_Collected data_:

==================================================

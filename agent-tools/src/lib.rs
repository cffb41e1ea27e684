//! Tool protocol, registry, and bundled filesystem tools for the agent kernel.
//!
//! [`ToolRegistry`] is the single entry point for invoking a tool: it looks
//! the tool up by name, runs it past an optional [`agent_policy::PolicyEngine`],
//! validates its parameters, and only then executes it. See
//! [`ToolRegistry::execute`] for the exact pipeline.

#![warn(missing_docs, clippy::pedantic)]

mod protocol;
mod registry;
mod tools;

/// The tool trait and the request/response shapes tools exchange.
pub use protocol::{Tool, ToolCall, ToolResult};
/// The registry itself and its error type.
pub use registry::{ToolError, ToolRegistry};
/// Bundled filesystem tools.
pub use tools::{ListDirectoryTool, ReadFileTool, SearchFileTool, WriteFileTool};
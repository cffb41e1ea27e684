//! Request shape passed into the policy engine before a tool runs.

use serde_json::{Map, Value};

/// A proposed tool invocation, as seen by the policy engine.
///
/// The engine only ever inspects the conventional `path` parameter; every
/// other key in `parameters` is opaque to it.
#[derive(Debug, Clone)]
pub struct ToolInvocation<'a> {
    tool_name: &'a str,
    parameters: &'a Map<String, Value>,
}

impl<'a> ToolInvocation<'a> {
    /// Wraps a tool name and its parameter map for policy evaluation.
    #[must_use]
    pub fn new(tool_name: &'a str, parameters: &'a Map<String, Value>) -> Self {
        Self {
            tool_name,
            parameters,
        }
    }

    /// Returns the name of the tool being invoked.
    #[must_use]
    pub fn tool_name(&self) -> &str {
        self.tool_name
    }

    /// Returns the string form of the conventional `path` parameter, if present.
    #[must_use]
    pub fn path(&self) -> Option<&str> {
        self.parameters.get("path").and_then(Value::as_str)
    }
}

==================================================

After locating the line with "the tool up" in the records above, please set down that line and all later ones exactly, and no other line.

_WRITTEN RESPONSE_:
//! the tool up by name, runs it past an optional [`agent_policy::PolicyEngine`],
//! validates its parameters, and only then executes it. See
//! [`ToolRegistry::execute`] for the exact pipeline.

#![warn(missing_docs, clippy::pedantic)]

mod protocol;
mod registry;
mod tools;

/// The tool trait and the request/response shapes tools exchange.
pub use protocol::{Tool, ToolCall, ToolResult};
/// The registry itself and its error type.
pub use registry::{ToolError, ToolRegistry};
/// Bundled filesystem tools.
pub use tools::{ListDirectoryTool, ReadFileTool, SearchFileTool, WriteFileTool};
repository cffb41e1ea27e684
//! Request shape passed into the policy engine before a tool runs.

use serde_json::{Map, Value};

/// A proposed tool invocation, as seen by the policy engine.
///
/// The engine only ever inspects the conventional `path` parameter; every
/// other key in `parameters` is opaque to it.
#[derive(Debug, Clone)]
pub struct ToolInvocation<'a> {
    tool_name: &'a str,
    parameters: &'a Map<String, Value>,
}

impl<'a> ToolInvocation<'a> {
    /// Wraps a tool name and its parameter map for policy evaluation.
    #[must_use]
    pub fn new(tool_name: &'a str, parameters: &'a Map<String, Value>) -> Self {
        Self {
            tool_name,
            parameters,
        }
    }

    /// Returns the name of the tool being invoked.
    #[must_use]
    pub fn tool_name(&self) -> &str {
        self.tool_name
    }

    /// Returns the string form of the conventional `path` parameter, if present.
    #[must_use]
    pub fn path(&self) -> Option<&str> {
        self.parameters.get("path").and_then(Value::as_str)
    }
}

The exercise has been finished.